◆ **Exercise material**
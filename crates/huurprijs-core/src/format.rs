//! Human-readable text for transcript entries.

use crate::fields::FieldId;
use crate::prediction::PredictionResult;
use crate::validate::ValidatedRequest;

pub const WELCOME: &str = "Hi! Fill in the six housing attributes and press Enter.\n\
I'll predict the monthly rent in Amsterdam with a ±€50 band.";

/// Restate the submitted values, one per line.
pub fn user_message(request: &ValidatedRequest) -> String {
    FieldId::ALL
        .iter()
        .map(|field| {
            let value = request.get(*field);
            match field.unit() {
                Some(unit) => format!("{}: {} {}", field.label(), value, unit),
                None => format!("{}: {}", field.label(), value),
            }
        })
        .collect::<Vec<_>>()
        .join("\n")
}

pub fn assistant_message(result: &PredictionResult) -> String {
    format!(
        "Predicted rent: {} / month\nBand: {} – {} ({})",
        euros(result.predicted_eur()),
        euros(result.interval_low_eur()),
        euros(result.interval_high_eur()),
        result.interval_type().description(),
    )
}

/// Whole euros, the way the amounts are shown to the user. Halves round away
/// from zero; `{:.0}` alone would round them to even.
pub fn euros(amount: f64) -> String {
    format!("€{:.0}", amount.round())
}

◆ **Assigned task**
Search the records for the string "unit" and report each line that has it.

◆ **Task answer**
            match field.unit() {
                Some(unit) => format!("{}: {} {}", field.label(), value, unit),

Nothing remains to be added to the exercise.